### TASK INSTRUCTIONS
Print all the data, keeping every line exactly as it is.

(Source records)
-----
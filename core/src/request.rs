//! Request descriptors and the builder that produces them.
//!
//! # Design
//! `RequestBuilder` is consumed by every setter and frozen by `build()`, so a
//! `Request` handed to a dispatcher can no longer be changed by the caller.
//! Nothing is validated here: a bad host, port or target only shows up as a
//! submission failure, because the transport is the one that knows what it
//! accepts.

use std::fmt;
use std::str::FromStr;
use std::time::Duration;

use bytes::Bytes;
use indexmap::IndexMap;

use crate::completion::Completion;
use crate::error::UnknownMethod;

/// Content type every new request starts with.
pub const DEFAULT_CONTENT_TYPE: &str = "application/json;charset=UTF-8";

/// HTTP request method.
#[derive(Debug, Clone, Copy, PartialEq, Eq, Hash, Default)]
pub enum Method {
    Get,
    #[default]
    Post,
    Head,
    Put,
    Delete,
    Options,
    Trace,
    Connect,
    Patch,
}

impl Method {
    pub fn as_str(&self) -> &'static str {
        match self {
            Method::Get => "GET",
            Method::Post => "POST",
            Method::Head => "HEAD",
            Method::Put => "PUT",
            Method::Delete => "DELETE",
            Method::Options => "OPTIONS",
            Method::Trace => "TRACE",
            Method::Connect => "CONNECT",
            Method::Patch => "PATCH",
        }
    }

    /// Methods that announce a `Content-Length` even when the body is empty.
    pub fn expects_body(&self) -> bool {
        matches!(self, Method::Post | Method::Put | Method::Patch)
    }
}

impl fmt::Display for Method {
    fn fmt(&self, f: &mut fmt::Formatter<'_>) -> fmt::Result {
        f.write_str(self.as_str())
    }
}

impl FromStr for Method {
    type Err = UnknownMethod;

    fn from_str(s: &str) -> Result<Self, Self::Err> {
        Ok(match s {
            "GET" => Method::Get,
            "POST" => Method::Post,
            "HEAD" => Method::Head,
            "PUT" => Method::Put,
            "DELETE" => Method::Delete,
            "OPTIONS" => Method::Options,
            "TRACE" => Method::Trace,
            "CONNECT" => Method::Connect,
            "PATCH" => Method::Patch,
            other => return Err(UnknownMethod(other.to_string())),
        })
    }
}

/// Header map that keeps insertion order and holds each name once.
///
/// Names compare ASCII case-insensitively. Inserting an existing name keeps
/// its position and replaces both the spelling and the value.
#[derive(Debug, Clone, Default, PartialEq, Eq)]
pub struct Headers {
    entries: IndexMap<String, (String, String)>,
}

impl Headers {
    pub fn new() -> Self {
        Self::default()
    }

    /// Insert or override a header, returning the previous value.
    pub fn insert(&mut self, name: impl Into<String>, value: impl Into<String>) -> Option<String> {
        let name = name.into();
        let key = name.to_ascii_lowercase();
        self.entries
            .insert(key, (name, value.into()))
            .map(|(_, previous)| previous)
    }

    pub fn get(&self, name: &str) -> Option<&str> {
        self.entries
            .get(&name.to_ascii_lowercase())
            .map(|(_, value)| value.as_str())
    }

    pub fn contains(&self, name: &str) -> bool {
        self.entries.contains_key(&name.to_ascii_lowercase())
    }

    /// Remove a header; the remaining entries keep their order.
    pub fn remove(&mut self, name: &str) -> Option<String> {
        self.entries
            .shift_remove(&name.to_ascii_lowercase())
            .map(|(_, value)| value)
    }

    pub fn len(&self) -> usize {
        self.entries.len()
    }

    pub fn is_empty(&self) -> bool {
        self.entries.is_empty()
    }

    /// Iterate `(name, value)` pairs in insertion order.
    pub fn iter(&self) -> impl Iterator<Item = (&str, &str)> {
        self.entries
            .values()
            .map(|(name, value)| (name.as_str(), value.as_str()))
    }
}

/// Callback run once when a submitted request reaches a terminal state.
pub type CompletionHandler = Box<dyn FnOnce(Completion) + 'static>;

/// A frozen request description.
///
/// Built with `Request::builder()`. Ownership moves into the dispatcher on
/// submission and the request is released there, whatever the outcome.
pub struct Request {
    method: Method,
    host: String,
    port: u16,
    target: String,
    headers: Headers,
    body: Bytes,
    timeout_secs: u32,
    close_after_complete: bool,
    handler: Option<CompletionHandler>,
}

impl Request {
    pub fn builder() -> RequestBuilder {
        RequestBuilder::default()
    }

    pub fn method(&self) -> Method {
        self.method
    }

    pub fn host(&self) -> &str {
        &self.host
    }

    pub fn port(&self) -> u16 {
        self.port
    }

    /// Path and query string, exactly as configured.
    pub fn target(&self) -> &str {
        &self.target
    }

    pub fn headers(&self) -> &Headers {
        &self.headers
    }

    pub fn body(&self) -> &Bytes {
        &self.body
    }

    pub fn timeout_secs(&self) -> u32 {
        self.timeout_secs
    }

    /// `None` when the timeout is 0, leaving the choice to the reactor.
    pub fn timeout(&self) -> Option<Duration> {
        match self.timeout_secs {
            0 => None,
            secs => Some(Duration::from_secs(u64::from(secs))),
        }
    }

    pub fn close_after_complete(&self) -> bool {
        self.close_after_complete
    }

    pub fn has_handler(&self) -> bool {
        self.handler.is_some()
    }

    pub(crate) fn take_handler(&mut self) -> Option<CompletionHandler> {
        self.handler.take()
    }
}

impl fmt::Debug for Request {
    fn fmt(&self, f: &mut fmt::Formatter<'_>) -> fmt::Result {
        f.debug_struct("Request")
            .field("method", &self.method)
            .field("host", &self.host)
            .field("port", &self.port)
            .field("target", &self.target)
            .field("headers", &self.headers)
            .field("body_len", &self.body.len())
            .field("timeout_secs", &self.timeout_secs)
            .field("close_after_complete", &self.close_after_complete)
            .field("has_handler", &self.handler.is_some())
            .finish()
    }
}

/// Fluent, by-value builder for `Request`.
///
/// Defaults: `POST`, empty target, `Content-Type:
/// application/json;charset=UTF-8`, no body, timeout 0 and
/// `close_after_complete = true`.
#[must_use]
pub struct RequestBuilder {
    request: Request,
}

impl Default for RequestBuilder {
    fn default() -> Self {
        let mut headers = Headers::new();
        headers.insert("Content-Type", DEFAULT_CONTENT_TYPE);
        Self {
            request: Request {
                method: Method::default(),
                host: String::new(),
                port: 0,
                target: String::new(),
                headers,
                body: Bytes::new(),
                timeout_secs: 0,
                close_after_complete: true,
                handler: None,
            },
        }
    }
}

impl RequestBuilder {
    pub fn remote(mut self, host: impl Into<String>, port: u16) -> Self {
        self.request.host = host.into();
        self.request.port = port;
        self
    }

    pub fn method(mut self, method: Method) -> Self {
        self.request.method = method;
        self
    }

    /// Request target: path plus optional query string.
    pub fn target(mut self, target: impl Into<String>) -> Self {
        self.request.target = target.into();
        self
    }

    pub fn header(mut self, name: impl Into<String>, value: impl Into<String>) -> Self {
        self.request.headers.insert(name, value);
        self
    }

    /// Body bytes, written verbatim. An empty body is not sent.
    pub fn body(mut self, body: impl Into<Bytes>) -> Self {
        self.request.body = body.into();
        self
    }

    /// Connection timeout in seconds; 0 defers to the reactor.
    pub fn timeout_secs(mut self, secs: u32) -> Self {
        self.request.timeout_secs = secs;
        self
    }

    /// Send `Connection: close` so the transport never tries to reuse the
    /// connection.
    pub fn close_after_complete(mut self, close: bool) -> Self {
        self.request.close_after_complete = close;
        self
    }

    pub fn on_complete<F>(mut self, handler: F) -> Self
    where
        F: FnOnce(Completion) + 'static,
    {
        self.request.handler = Some(Box::new(handler));
        self
    }

    /// Register a handler that only wants the response body, which is empty
    /// when no response arrived.
    pub fn on_body<F>(self, handler: F) -> Self
    where
        F: FnOnce(Bytes) + 'static,
    {
        self.on_complete(move |completion| handler(completion.into_body()))
    }

    pub fn build(self) -> Request {
        self.request
    }
}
-----
### FINAL ANSWER
filename core/src/request.rs
//! Request descriptors and the builder that produces them.
//!
//! # Design
//! `RequestBuilder` is consumed by every setter and frozen by `build()`, so a
//! `Request` handed to a dispatcher can no longer be changed by the caller.
//! Nothing is validated here: a bad host, port or target only shows up as a
//! submission failure, because the transport is the one that knows what it
//! accepts.

use std::fmt;
use std::str::FromStr;
use std::time::Duration;

use bytes::Bytes;
use indexmap::IndexMap;

use crate::completion::Completion;
use crate::error::UnknownMethod;

/// Content type every new request starts with.
pub const DEFAULT_CONTENT_TYPE: &str = "application/json;charset=UTF-8";

/// HTTP request method.
#[derive(Debug, Clone, Copy, PartialEq, Eq, Hash, Default)]
pub enum Method {
    Get,
    #[default]
    Post,
    Head,
    Put,
    Delete,
    Options,
    Trace,
    Connect,
    Patch,
}

impl Method {
    pub fn as_str(&self) -> &'static str {
        match self {
            Method::Get => "GET",
            Method::Post => "POST",
            Method::Head => "HEAD",
            Method::Put => "PUT",
            Method::Delete => "DELETE",
            Method::Options => "OPTIONS",
            Method::Trace => "TRACE",
            Method::Connect => "CONNECT",
            Method::Patch => "PATCH",
        }
    }

    /// Methods that announce a `Content-Length` even when the body is empty.
    pub fn expects_body(&self) -> bool {
        matches!(self, Method::Post | Method::Put | Method::Patch)
    }
}

impl fmt::Display for Method {
    fn fmt(&self, f: &mut fmt::Formatter<'_>) -> fmt::Result {
        f.write_str(self.as_str())
    }
}

impl FromStr for Method {
    type Err = UnknownMethod;

    fn from_str(s: &str) -> Result<Self, Self::Err> {
        Ok(match s {
            "GET" => Method::Get,
            "POST" => Method::Post,
            "HEAD" => Method::Head,
            "PUT" => Method::Put,
            "DELETE" => Method::Delete,
            "OPTIONS" => Method::Options,
            "TRACE" => Method::Trace,
            "CONNECT" => Method::Connect,
            "PATCH" => Method::Patch,
            other => return Err(UnknownMethod(other.to_string())),
        })
    }
}

/// Header map that keeps insertion order and holds each name once.
///
/// Names compare ASCII case-insensitively. Inserting an existing name keeps
/// its position and replaces both the spelling and the value.
#[derive(Debug, Clone, Default, PartialEq, Eq)]
pub struct Headers {
    entries: IndexMap<String, (String, String)>,
}

impl Headers {
    pub fn new() -> Self {
        Self::default()
    }

    /// Insert or override a header, returning the previous value.
    pub fn insert(&mut self, name: impl Into<String>, value: impl Into<String>) -> Option<String> {
        let name = name.into();
        let key = name.to_ascii_lowercase();
        self.entries
            .insert(key, (name, value.into()))
            .map(|(_, previous)| previous)
    }

    pub fn get(&self, name: &str) -> Option<&str> {
        self.entries
            .get(&name.to_ascii_lowercase())
            .map(|(_, value)| value.as_str())
    }

    pub fn contains(&self, name: &str) -> bool {
        self.entries.contains_key(&name.to_ascii_lowercase())
    }

    /// Remove a header; the remaining entries keep their order.
    pub fn remove(&mut self, name: &str) -> Option<String> {
        self.entries
            .shift_remove(&name.to_ascii_lowercase())
            .map(|(_, value)| value)
    }

    pub fn len(&self) -> usize {
        self.entries.len()
    }

    pub fn is_empty(&self) -> bool {
        self.entries.is_empty()
    }

    /// Iterate `(name, value)` pairs in insertion order.
    pub fn iter(&self) -> impl Iterator<Item = (&str, &str)> {
        self.entries
            .values()
            .map(|(name, value)| (name.as_str(), value.as_str()))
    }
}

/// Callback run once when a submitted request reaches a terminal state.
pub type CompletionHandler = Box<dyn FnOnce(Completion) + 'static>;

/// A frozen request description.
///
/// Built with `Request::builder()`. Ownership moves into the dispatcher on
/// submission and the request is released there, whatever the outcome.
pub struct Request {
    method: Method,
    host: String,
    port: u16,
    target: String,
    headers: Headers,
    body: Bytes,
    timeout_secs: u32,
    close_after_complete: bool,
    handler: Option<CompletionHandler>,
}

impl Request {
    pub fn builder() -> RequestBuilder {
        RequestBuilder::default()
    }

    pub fn method(&self) -> Method {
        self.method
    }

    pub fn host(&self) -> &str {
        &self.host
    }

    pub fn port(&self) -> u16 {
        self.port
    }

    /// Path and query string, exactly as configured.
    pub fn target(&self) -> &str {
        &self.target
    }

    pub fn headers(&self) -> &Headers {
        &self.headers
    }

    pub fn body(&self) -> &Bytes {
        &self.body
    }

    pub fn timeout_secs(&self) -> u32 {
        self.timeout_secs
    }

    /// `None` when the timeout is 0, leaving the choice to the reactor.
    pub fn timeout(&self) -> Option<Duration> {
        match self.timeout_secs {
            0 => None,
            secs => Some(Duration::from_secs(u64::from(secs))),
        }
    }

    pub fn close_after_complete(&self) -> bool {
        self.close_after_complete
    }

    pub fn has_handler(&self) -> bool {
        self.handler.is_some()
    }

    pub(crate) fn take_handler(&mut self) -> Option<CompletionHandler> {
        self.handler.take()
    }
}

impl fmt::Debug for Request {
    fn fmt(&self, f: &mut fmt::Formatter<'_>) -> fmt::Result {
        f.debug_struct("Request")
            .field("method", &self.method)
            .field("host", &self.host)
            .field("port", &self.port)
            .field("target", &self.target)
            .field("headers", &self.headers)
            .field("body_len", &self.body.len())
            .field("timeout_secs", &self.timeout_secs)
            .field("close_after_complete", &self.close_after_complete)
            .field("has_handler", &self.handler.is_some())
            .finish()
    }
}

/// Fluent, by-value builder for `Request`.
///
/// Defaults: `POST`, empty target, `Content-Type:
/// application/json;charset=UTF-8`, no body, timeout 0 and
/// `close_after_complete = true`.
#[must_use]
pub struct RequestBuilder {
    request: Request,
}

impl Default for RequestBuilder {
    fn default() -> Self {
        let mut headers = Headers::new();
        headers.insert("Content-Type", DEFAULT_CONTENT_TYPE);
        Self {
            request: Request {
                method: Method::default(),
                host: String::new(),
                port: 0,
                target: String::new(),
                headers,
                body: Bytes::new(),
                timeout_secs: 0,
                close_after_complete: true,
                handler: None,
            },
        }
    }
}

impl RequestBuilder {
    pub fn remote(mut self, host: impl Into<String>, port: u16) -> Self {
        self.request.host = host.into();
        self.request.port = port;
        self
    }

    pub fn method(mut self, method: Method) -> Self {
        self.request.method = method;
        self
    }

    /// Request target: path plus optional query string.
    pub fn target(mut self, target: impl Into<String>) -> Self {
        self.request.target = target.into();
        self
    }

    pub fn header(mut self, name: impl Into<String>, value: impl Into<String>) -> Self {
        self.request.headers.insert(name, value);
        self
    }

    /// Body bytes, written verbatim. An empty body is not sent.
    pub fn body(mut self, body: impl Into<Bytes>) -> Self {
        self.request.body = body.into();
        self
    }

    /// Connection timeout in seconds; 0 defers to the reactor.
    pub fn timeout_secs(mut self, secs: u32) -> Self {
        self.request.timeout_secs = secs;
        self
    }

    /// Send `Connection: close` so the transport never tries to reuse the
    /// connection.
    pub fn close_after_complete(mut self, close: bool) -> Self {
        self.request.close_after_complete = close;
        self
    }

    pub fn on_complete<F>(mut self, handler: F) -> Self
    where
        F: FnOnce(Completion) + 'static,
    {
        self.request.handler = Some(Box::new(handler));
        self
    }

    /// Register a handler that only wants the response body, which is empty
    /// when no response arrived.
    pub fn on_body<F>(self, handler: F) -> Self
    where
        F: FnOnce(Bytes) + 'static,
    {
        self.on_complete(move |completion| handler(completion.into_body()))
    }

    pub fn build(self) -> Request {
        self.request
    }
}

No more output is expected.